The Bee Family (formerly the Eh Bee Family) are Canadian internet personalities best known for their Vine, YouTube, and Instagram channels, which have over 9 million combined subscribers and well over 2 billion total views They are aged 44, 43, 17, and 16 years old. They create skits and parodies to entertain a family-centered audience. They are a family of four based in Thornhill, Ontario consisting of the father (Andrés Burgos, known as Papa Bee), the mother (Rossana Burgos, known as Mama Bee), their son (Roberto Burgos, known as Mr Monkey or Mr Bee), and their daughter (Gabriela Rossana Burgos, also known as Gabriela Bee or Miss Monkey).

Career 
The Bee Family first started posting vines in January 2013. They became popular on Vine and made it their career.
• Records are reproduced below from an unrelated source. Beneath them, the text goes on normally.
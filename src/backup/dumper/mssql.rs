// dbbackup/src/backup/dumper/mssql.rs
use crate::backup::dumper::{ensure_parent_dirs, DumpArtifact, Dumper};
use crate::backup::limiter;
use crate::config::{JobConfig, SourceConfig};
use crate::errors::{BackupError, Result};
use async_trait::async_trait;
use log::info;
use std::path::Path;
use tokio::process::Command;

/// SQL Server backups go through sqlcmd and the server's own BACKUP
/// DATABASE statement, so the .bak lands wherever the server can write.
/// Buffered only: there is no dump-to-stdout equivalent.
pub struct MsSqlDumper {
    source: SourceConfig,
}

impl MsSqlDumper {
    pub fn new(config: &JobConfig) -> Self {
        MsSqlDumper {
            source: config.source.clone(),
        }
    }

    fn sqlcmd(&self) -> Result<Command> {
        let user = self.source.user.as_deref().ok_or_else(|| {
            BackupError::Connection("MSSQL backups require a source user".to_string())
        })?;
        let password = self.source.password.as_deref().ok_or_else(|| {
            BackupError::Connection("MSSQL backups require a source password".to_string())
        })?;
        let server = match (&self.source.host, self.source.port) {
            (Some(host), Some(port)) => format!("{},{}", host, port),
            (Some(host), None) => host.clone(),
            (None, _) => "localhost".to_string(),
        };
        let mut cmd = Command::new("sqlcmd");
        cmd.arg("-S")
            .arg(server)
            .arg("-U")
            .arg(user)
            .arg("-P")
            .arg(password)
            .arg("-C");
        Ok(cmd)
    }

    async fn run_query(&self, query: &str) -> Result<String> {
        let mut cmd = self.sqlcmd()?;
        cmd.arg("-h").arg("-1").arg("-W").arg("-Q").arg(query);
        let output = cmd
            .output()
            .await
            .map_err(|e| BackupError::Dump(format!("Couldn't start sqlcmd: {}", e)))?;
        if !output.status.success() {
            return Err(BackupError::Dump(format!(
                "sqlcmd exited with {}: {}",
                output.status,
                String::from_utf8_lossy(&output.stderr).trim()
            )));
        }
        Ok(String::from_utf8_lossy(&output.stdout).into_owned())
    }
}

#[async_trait]
impl Dumper for MsSqlDumper {
    async fn list_databases(&self) -> Result<Vec<String>> {
        // database_id <= 4 are master/tempdb/model/msdb.
        let out = self
            .run_query(
                "SET NOCOUNT ON; SELECT name FROM sys.databases WHERE database_id > 4;",
            )
            .await?;
        Ok(out
            .lines()
            .map(str::trim)
            .filter(|line| !line.is_empty())
            .map(str::to_string)
            .collect())
    }

    async fn dump_to_file(&self, db: &str, dir: &Path, name: &str) -> Result<DumpArtifact> {
        let _permit = limiter::acquire().await;
        info!("MSSQL backup started. DB: {}", db);
        let name = format!("{}.bak", name);
        let path = dir.join(&name);
        ensure_parent_dirs(&path).await?;
        self.run_query(&format!(
            "BACKUP DATABASE [{}] TO DISK = N'{}' WITH COMPRESSION;",
            db,
            path.display()
        ))
        .await?;
        info!("Successfully backed up {} at: {}", db, path.display());
        Ok(DumpArtifact { path, name })
    }
}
Their social media accounts include Vine, YouTube, Instagram, and Facebook. They have also starred in sponsored advertisements for such companies as Johnson & Johnson, Toyota, and Regal Cinemas and have also been featured in the New York Daily News, on BuzzFeed, Good Morning America, Today.com, and other media outlets. The family's social media was nominated for a Streamy Award in 2015 and a Shorty Award in 2016. On February 17, 2018, Gabriela Bee released her song "Sound in Color". On September 1, 2018, Gabriela Bee released another song, "Something More".

In April 2019, posted a cover version of the Beatles’ 1968 hit song Ob-La-Di, Ob-La-Da on YouTube, appearing in the video as seven different musicians and performing all of the vocals by herself. By January 2023, the song had earned more than 37 million views.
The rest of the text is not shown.